■ TO DO: Only the lines from the top of the data through the line with "use crate::provider::gemini::DEFAULT_BASE_URL;" should be repeated, each exactly as written.

[Stored data]
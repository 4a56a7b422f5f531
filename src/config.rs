//! Configuration management.
//!
//! Every value resolves from the process environment first, then from the
//! first matching `KEY=value` line of a local configuration file, then a
//! default. A missing API key is a valid state: the server starts and the
//! chat endpoint answers as unconfigured.

use std::env;
use std::fs;
use std::path::Path;

use anyhow::{Context, Result};

use crate::provider::gemini::DEFAULT_BASE_URL;

/// Model used when neither the environment nor the file names one.
pub const DEFAULT_MODEL: &str = "gemini-flash-lite-latest";

/// Application configuration, resolved once at startup.
#[derive(Debug, Clone)]
pub struct Config {
    /// Host to bind to
    pub host: String,
    /// Port to listen on
    pub port: u16,

    /// Directory the static site is served from
    pub static_root: String,

    /// Generative Language API base URL
    pub upstream_url: String,
    /// API credential; `None` leaves the chat endpoint unconfigured
    pub api_key: Option<String>,
    /// First-choice model for the candidate list
    pub preferred_model: String,
    /// Per-attempt timeout for upstream calls (in seconds)
    pub request_timeout_secs: u64,
}

impl Config {
    /// Load configuration from the environment with `.env` as the file
    /// fallback.
    pub fn load() -> Result<Self> {
        Self::from_sources(Path::new(".env"))
    }

    /// Load configuration, consulting `env_file` for any key absent from
    /// the process environment.
    pub fn from_sources(env_file: &Path) -> Result<Self> {
        let lookup = |key: &str| resolve_var(key, env_file);

        Ok(Self {
            host: lookup("CONCIERGE_HOST").unwrap_or_else(|| "0.0.0.0".to_string()),
            port: lookup("CONCIERGE_PORT")
                .unwrap_or_else(|| "8000".to_string())
                .parse()
                .context("Invalid CONCIERGE_PORT")?,

            static_root: lookup("CONCIERGE_STATIC_ROOT").unwrap_or_else(|| "site".to_string()),

            upstream_url: lookup("GEMINI_API_URL").unwrap_or_else(|| DEFAULT_BASE_URL.to_string()),
            api_key: lookup("GEMINI_API_KEY"),
            preferred_model: lookup("GEMINI_MODEL").unwrap_or_else(|| DEFAULT_MODEL.to_string()),
            request_timeout_secs: lookup("CONCIERGE_REQUEST_TIMEOUT_SECS")
                .unwrap_or_else(|| "30".to_string())
                .parse()
                .context("Invalid CONCIERGE_REQUEST_TIMEOUT_SECS")?,
        })
    }
}

/// Environment first, then the configuration file. Empty values count as
/// absent.
fn resolve_var(key: &str, env_file: &Path) -> Option<String> {
    if let Ok(value) = env::var(key) {
        if !value.trim().is_empty() {
            return Some(value);
        }
    }
    read_env_file(env_file, key)
}

/// Scan a `KEY=value` file for `key`.
///
/// Blank lines and `#` comments are skipped; surrounding single or double
/// quotes are trimmed from the value. The first match wins.
fn read_env_file(path: &Path, key: &str) -> Option<String> {
    let contents = fs::read_to_string(path).ok()?;
    for line in contents.lines() {
        let line = line.trim();
        if line.is_empty() || line.starts_with('#') {
            continue;
        }
        let Some((name, value)) = line.split_once('=') else {
            continue;
        };
        if name.trim() != key {
            continue;
        }
        let value = value.trim().trim_matches('"').trim_matches('\'');
        if !value.is_empty() {
            return Some(value.to_string());
        }
    }
    None
}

■ RESPONSE:
repository 4a56a7b422f5f531
filename src/config.rs
//! Configuration management.
//!
//! Every value resolves from the process environment first, then from the
//! first matching `KEY=value` line of a local configuration file, then a
//! default. A missing API key is a valid state: the server starts and the
//! chat endpoint answers as unconfigured.

use std::env;
use std::fs;
use std::path::Path;

use anyhow::{Context, Result};

use crate::provider::gemini::DEFAULT_BASE_URL;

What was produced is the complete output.